(Input Opens)

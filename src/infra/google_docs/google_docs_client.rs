// =============================================================================
// GOOGLE DOCS CLIENT
// =============================================================================
//
// Implements the core `DocumentSource` trait against the Docs REST API.
// The document JSON is handed back untouched; decoding into the typed model
// happens in the core so the raw endpoint can return exactly what Google sent.

use async_trait::async_trait;
use reqwest::Client;
use serde_json::Value;
use std::fmt;
use std::path::PathBuf;

use super::installed_app::InstalledAppAuth;
use super::service_account::ServiceAccountAuth;
use super::AuthResult;
use crate::core::extraction::{DocumentSource, ExtractionError};

pub const DEFAULT_DOCS_API_BASE: &str = "https://docs.googleapis.com";

/// Where Google credentials come from. Checked in field order.
#[derive(Clone)]
pub struct GoogleCredentialsConfig {
    /// A ready-made bearer token, mostly useful for local testing.
    pub access_token: Option<String>,
    pub service_account_key_path: Option<PathBuf>,
    pub service_account_json: Option<String>,
    pub oauth_client_path: PathBuf,
    pub oauth_token_path: PathBuf,
}

// Secrets only show whether they are set.
impl fmt::Debug for GoogleCredentialsConfig {
    fn fmt(&self, f: &mut fmt::Formatter<'_>) -> fmt::Result {
        let redacted = |value: &Option<String>| value.as_ref().map(|_| "<redacted>");
        f.debug_struct("GoogleCredentialsConfig")
            .field("access_token", &redacted(&self.access_token))
            .field("service_account_key_path", &self.service_account_key_path)
            .field("service_account_json", &redacted(&self.service_account_json))
            .field("oauth_client_path", &self.oauth_client_path)
            .field("oauth_token_path", &self.oauth_token_path)
            .finish()
    }
}

impl Default for GoogleCredentialsConfig {
    fn default() -> Self {
        Self {
            access_token: None,
            service_account_key_path: None,
            service_account_json: None,
            oauth_client_path: PathBuf::from("credentials.json"),
            oauth_token_path: PathBuf::from("token.json"),
        }
    }
}

pub enum GoogleAuth {
    AccessToken(String),
    ServiceAccount(ServiceAccountAuth),
    InstalledApp(InstalledAppAuth),
}

impl GoogleAuth {
    pub async fn from_config(config: &GoogleCredentialsConfig) -> AuthResult<Self> {
        if let Some(token) = &config.access_token {
            return Ok(GoogleAuth::AccessToken(token.clone()));
        }

        if let Some(path) = &config.service_account_key_path {
            return Ok(GoogleAuth::ServiceAccount(
                ServiceAccountAuth::from_file(path).await?,
            ));
        }

        if let Some(json) = &config.service_account_json {
            return Ok(GoogleAuth::ServiceAccount(ServiceAccountAuth::from_json(
                json,
            )?));
        }

        Ok(GoogleAuth::InstalledApp(
            InstalledAppAuth::from_files(&config.oauth_client_path, &config.oauth_token_path)
                .await?,
        ))
    }

    pub async fn access_token(&self) -> AuthResult<String> {
        match self {
            GoogleAuth::AccessToken(token) => Ok(token.clone()),
            GoogleAuth::ServiceAccount(auth) => auth.get_access_token().await,
            GoogleAuth::InstalledApp(auth) => auth.get_access_token().await,
        }
    }

    pub fn describe(&self) -> String {
        match self {
            GoogleAuth::AccessToken(_) => "static access token".to_string(),
            GoogleAuth::ServiceAccount(auth) => {
                format!("service account {}", auth.client_email())
            }
            GoogleAuth::InstalledApp(_) => "installed-app OAuth token".to_string(),
        }
    }
}

/// Client for the Google Docs `documents.get` endpoint.
pub struct GoogleDocsClient {
    client: Client,
    auth: GoogleAuth,
    api_base: String,
}

impl GoogleDocsClient {
    pub fn new(auth: GoogleAuth, api_base: impl Into<String>) -> Self {
        Self {
            client: Client::new(),
            auth,
            api_base: api_base.into(),
        }
    }

    fn document_url(&self, document_id: &str) -> String {
        format!(
            "{}/v1/documents/{}",
            self.api_base.trim_end_matches('/'),
            document_id
        )
    }
}

#[async_trait]
impl DocumentSource for GoogleDocsClient {
    async fn fetch_document(&self, document_id: &str) -> Result<Value, ExtractionError> {
        let token = self.auth.access_token().await.map_err(|e| {
            ExtractionError::Fetch(format!("Could not obtain an access token: {}", e))
        })?;

        tracing::debug!("Fetching Google Doc via API: {}", document_id);

        let response = self
            .client
            .get(self.document_url(document_id))
            .bearer_auth(token)
            .send()
            .await
            .map_err(|e| ExtractionError::Fetch(e.to_string()))?;

        if !response.status().is_success() {
            let status = response.status();
            let text = response.text().await.unwrap_or_default();
            return Err(ExtractionError::Fetch(format!(
                "Google Docs API error ({}): {}",
                status, text
            )));
        }

        let document: Value = response
            .json()
            .await
            .map_err(|e| ExtractionError::Fetch(e.to_string()))?;

        tracing::info!(
            "Fetched Google Doc '{}' ({})",
            document
                .get("title")
                .and_then(|title| title.as_str())
                .unwrap_or_default(),
            document_id
        );

        Ok(document)
    }
}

(Input Closes)

> [Task statement]:
Scan the material above for lines that contain the string "None", and copy each such line.

> [Written solution]:
            access_token: None,
            service_account_key_path: None,
            service_account_json: None,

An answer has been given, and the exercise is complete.